How is cooperation maintained? After several decades of research there are major answers, but also some important gaps in our knowledge. First, cooperation may be stable if it occurs between related individuals (kin selection). An additional and non‐exclusive explanation is that cooperation is selfish, by providing direct fitness benefits. To date the direct benefits of helping have been poorly investigated in non‐human societies. We are conducting experiments and using long‐term data from natural populations to determine the relative importance of direct and indirect benefits in the evolution of cooperation. Our study model is an endemic passerine bird from southern African passerine and this project will continue a long‐term field‐ based study which is unique for African birds. We will focus on the evolution of different cooperative behaviours – cooperative breeding, nest building and predator mobbing and on the relationship between cooperation, fitness, dispersal and long‐term population dynamics.

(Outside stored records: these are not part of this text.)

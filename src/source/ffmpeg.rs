//! FFmpeg-backed container demuxer.

use std::path::Path;

use ffmpeg_next::codec::Id;
use ffmpeg_next::format::context::Input;
use ffmpeg_next::media::Type;
use ffmpeg_next::Packet;

use crate::config::CompressionFormat;
use crate::error::DecodeError;
use crate::source::{CompressedPacket, Demuxer, PcmParameters, TimeBase};

/// Reads the packets of one audio stream from a container.
pub struct FfmpegDemuxer {
    input: Input,
    stream_index: usize,
    format: CompressionFormat,
    time_base: TimeBase,
    pcm: Option<PcmParameters>,
    packet: Packet,
}

impl FfmpegDemuxer {
    /// Opens `path` and selects an audio stream.
    ///
    /// With `stream` set, that stream must exist and carry audio; otherwise
    /// FFmpeg's best audio stream is used.
    ///
    /// # Errors
    ///
    /// Fails when the file cannot be opened, has no usable audio stream, or
    /// the stream's codec has no decoding backend.
    pub fn open(path: impl AsRef<Path>, stream: Option<usize>) -> Result<Self, DecodeError> {
        let path = path.as_ref();
        ffmpeg_next::init().map_err(|e| DecodeError::demux(format!("ffmpeg init: {e}")))?;
        let input = ffmpeg_next::format::input(&path)
            .map_err(|e| DecodeError::demux(format!("cannot open {}: {e}", path.display())))?;

        let selected = match stream {
            Some(index) => input
                .stream(index)
                .filter(|s| s.parameters().medium() == Type::Audio)
                .ok_or_else(|| DecodeError::demux(format!("stream {index} is not an audio stream")))?,
            None => input
                .streams()
                .best(Type::Audio)
                .ok_or_else(|| DecodeError::demux("no audio stream found"))?,
        };

        let codec = selected.parameters().id();
        let format = compression_format(codec)
            .ok_or_else(|| DecodeError::demux(format!("unsupported codec {codec:?}")))?;
        let pcm = match pcm_bit_width(codec) {
            Some(bit_width) => Some(pcm_parameters(&selected, bit_width)?),
            None => None,
        };
        let rational = selected.time_base();
        let time_base = TimeBase::new(rational.numerator(), rational.denominator());
        let stream_index = selected.index();

        tracing::info!(
            path = %path.display(),
            stream = stream_index,
            codec = ?codec,
            %time_base,
            "opened container"
        );

        Ok(Self {
            input,
            stream_index,
            format,
            time_base,
            pcm,
            packet: Packet::empty(),
        })
    }

    /// Index of the selected stream.
    pub fn stream_index(&self) -> usize {
        self.stream_index
    }
}

fn compression_format(codec: Id) -> Option<CompressionFormat> {
    match codec {
        Id::AC3 => Some(CompressionFormat::Ac3),
        Id::EAC3 => Some(CompressionFormat::Eac3),
        Id::AAC | Id::AAC_LATM => Some(CompressionFormat::AacAdts),
        Id::DTS => Some(CompressionFormat::Dts),
        _ if pcm_bit_width(codec).is_some() => Some(CompressionFormat::Pcm),
        _ => None,
    }
}

/// Sample width of the little-endian PCM codecs WAV can carry unchanged.
fn pcm_bit_width(codec: Id) -> Option<u16> {
    match codec {
        Id::PCM_U8 => Some(8),
        Id::PCM_S16LE => Some(16),
        Id::PCM_S24LE => Some(24),
        Id::PCM_S32LE => Some(32),
        _ => None,
    }
}

fn pcm_parameters(
    stream: &ffmpeg_next::format::stream::Stream<'_>,
    bit_width: u16,
) -> Result<PcmParameters, DecodeError> {
    let context = ffmpeg_next::codec::context::Context::from_parameters(stream.parameters())
        .map_err(|e| DecodeError::demux(format!("stream parameters: {e}")))?;
    let audio = context
        .decoder()
        .audio()
        .map_err(|e| DecodeError::demux(format!("stream parameters: {e}")))?;
    let channels = u16::try_from(audio.ch_layout().channels())
        .map_err(|_| DecodeError::demux("stream reports a negative channel count"))?;

    Ok(PcmParameters {
        sample_rate: audio.rate(),
        channels,
        bit_width,
    })
}

impl Demuxer for FfmpegDemuxer {
    fn format(&self) -> CompressionFormat {
        self.format
    }

    fn pcm_parameters(&self) -> Option<PcmParameters> {
        self.pcm
    }

    fn next_packet(&mut self) -> Result<Option<CompressedPacket<'_>>, DecodeError> {
        loop {
            match self.packet.read(&mut self.input) {
                Ok(()) => {}
                Err(ffmpeg_next::Error::Eof) => return Ok(None),
                Err(e) => return Err(DecodeError::demux(format!("read failed: {e}"))),
            }
            if self.packet.stream() == self.stream_index {
                break;
            }
        }

        Ok(Some(CompressedPacket {
            data: self.packet.data().unwrap_or(&[]),
            pts: self.packet.pts(),
            time_base: self.time_base,
        }))
    }
}
impl Muxer {
    /// Creates a muxer with no routes.
    pub fn new() -> Self {
        Self::default()
    }

    /// Muxes `id` into `sink`, replacing any previous route.
    pub fn mux_to(&mut self, id: OutputId, sink: Box<dyn Sink>) {
        self.routes.insert(id, Route::Mux { sink, output: None });
    }

    /// Forwards raw blocks of `id` to `sink`, replacing any previous route.
    pub fn forward_to(&mut self, id: OutputId, sink: ChannelSink) {
        self.routes.insert(id, Route::Forward { sink, format: None });
    }

    /// Returns `true` if `id` has a route.
    pub fn is_routed(&self, id: OutputId) -> bool {
        self.routes.contains_key(&id)
    }

    /// Returns the started output for `id`, if its header was written.
    pub fn output(&self, id: OutputId) -> Option<&LogicalOutput> {
        match self.routes.get(&id) {
            Some(Route::Mux { output, .. }) => output.as_ref(),
            _ => None,
        }
    }

    /// Starts output `id` with `format`.
    ///
    /// Idempotent: once a header exists for `id`, later calls write nothing
    /// and keep the first layout. A format without a sample rate takes
    /// `input_sample_rate`.
    ///
    /// # Errors
    ///
    /// - [`FormatError::UnknownSampleRate`] if no rate can be resolved
    /// - [`FormatError::UnsupportedBitWidth`] for non byte-aligned or too wide samples
    /// - [`FormatError::HeaderOverflow`] if the rate does not fit the header
    /// - [`FormatError::NoMappedChannels`] if no channel has a WAV position
    /// - [`MuxError::Sink`] if the header cannot be written
    pub fn begin(
        &mut self,
        id: OutputId,
        format: &OutputFormat,
        input_sample_rate: Option<u32>,
    ) -> Result<BeginOutcome, MuxError> {
        let (sink, slot) = match self.routes.get_mut(&id) {
            Some(Route::Mux { sink, output }) => (sink, output),
            Some(Route::Forward { format: current, .. }) => {
                *current = Some(format.with_rate_fallback(input_sample_rate.unwrap_or(0)));
                return Ok(BeginOutcome::Forwarded);
            }
            None => return Ok(BeginOutcome::Ignored),
        };

        if let Some(existing) = slot {
            if existing.format.channel_map != format.channel_map
                || existing.format.bit_width != format.bit_width
            {
                tracing::warn!(
                    output = %id,
                    "output reconfigured after its header was written; keeping the first layout"
                );
            }
            return Ok(BeginOutcome::AlreadyStarted);
        }

        let format = format.with_rate_fallback(input_sample_rate.unwrap_or(0));
        if format.sample_rate == 0 {
            return Err(FormatError::UnknownSampleRate { output: id }.into());
        }

        let layout = remap(&format.channel_map, format.bit_width)?;
        if layout.channels() == 0 {
            return Err(FormatError::NoMappedChannels { output: id }.into());
        }

        let header = WavHeader::for_layout(&layout, format.sample_rate)?;
        sink.write(&header.to_bytes())?;

        tracing::info!(
            output = %id,
            sink = sink.name(),
            sample_rate = header.sample_rate,
            bits = header.bits_per_sample,
            channels = header.channels,
            mask = format_args!("{:#x}", header.channel_mask),
            "wrote WAV header"
        );

        let dropped = format
            .channel_map
            .iter()
            .enumerate()
            .filter(|(index, _)| !layout.sources().contains(index))
            .map(|(_, &position)| position)
            .collect();
        let outcome = BeginOutcome::HeaderWritten {
            channels: layout.channels(),
            dropped,
        };
        *slot = Some(LogicalOutput {
            id,
            format,
            layout,
            blocks_written: 0,
            bytes_written: 0,
        });
        Ok(outcome)
    }

    /// Writes one decoded block of output `id`.
    ///
    /// # Errors
    ///
    /// - [`FormatError::NotStarted`] if `begin` has not succeeded for `id`
    /// - [`FormatError::ZeroStride`] / [`FormatError::PartialFrame`] for
    ///   blocks that are not whole frames
    /// - [`MuxError::Sink`] if the sink rejects the write
    pub fn write(
        &mut self,
        id: OutputId,
        block: &[u8],
        timestamp: Option<i64>,
    ) -> Result<WriteOutcome, MuxError> {
        match self.routes.get_mut(&id) {
            Some(Route::Mux { sink, output }) => {
                let output = output
                    .as_mut()
                    .ok_or(FormatError::NotStarted { output: id })?;
                let frames = output.mux_block(block)?;
                if !frames.is_empty() {
                    sink.write(&frames)?;
                }
                output.blocks_written += 1;
                output.bytes_written += frames.len() as u64;

                tracing::trace!(output = %id, bytes = frames.len(), ?timestamp, "muxed block");
                Ok(WriteOutcome::Muxed {
                    bytes: frames.len(),
                })
            }
            Some(Route::Forward { sink, format }) => {
                let format = format
                    .clone()
                    .ok_or(FormatError::NotStarted { output: id })?;
                sink.send(DecodedBlock {
                    output: id,
                    format,
                    data: block.to_vec(),
                    timestamp,
                })?;
                Ok(WriteOutcome::Forwarded)
            }
            None => Ok(WriteOutcome::Ignored),
        }
    }

    /// Stops every mux sink, returning the first failure.
    ///
    /// All sinks are stopped even if one fails.
    pub fn finish(&mut self) -> Result<(), SinkError> {
        let mut first_error = None;
        for (id, route) in &mut self.routes {
            if let Route::Mux { sink, .. } = route {
                if let Err(e) = sink.on_stop() {
                    tracing::error!(output = %id, sink = sink.name(), "sink stop failed: {e}");
                    first_error.get_or_insert(e);
                }
            }
        }
        first_error.map_or(Ok(()), Err)
    }
}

ii) The insularity syndrome in birds: patterns and processes of adaptation
Living on islands is thought to lead to the evolution of specific behavioural, ecological and physiological adaptations, but with the exception of morphological evolution in island mammals, systematic tests of patterns of adaptation on islands have been scarce. Reduced pressure from predators and parasites and inflated population densities are expected to change drastically on islands. Whether insularity does indeed lead to a significant reduction in parasite pressure remains unknown. We are thus studying how host‐parasite interactions are affected by insularity and induce cascading effects on sexually selected traits. Moreover, host-parasite interactions are closely affected by animal endocrinology, which is also expected to vary in island species. Finally, we are integrating the study of host‐parasite interactions with physiology and the variability of sexual signals on islands. Our project is based on solid and complementary multidisciplinary approaches that will significantly improve our knowledge on the processes involved in the evolution of adaptations to insularity and on the evolution of ornamentation and reproductive strategies in general.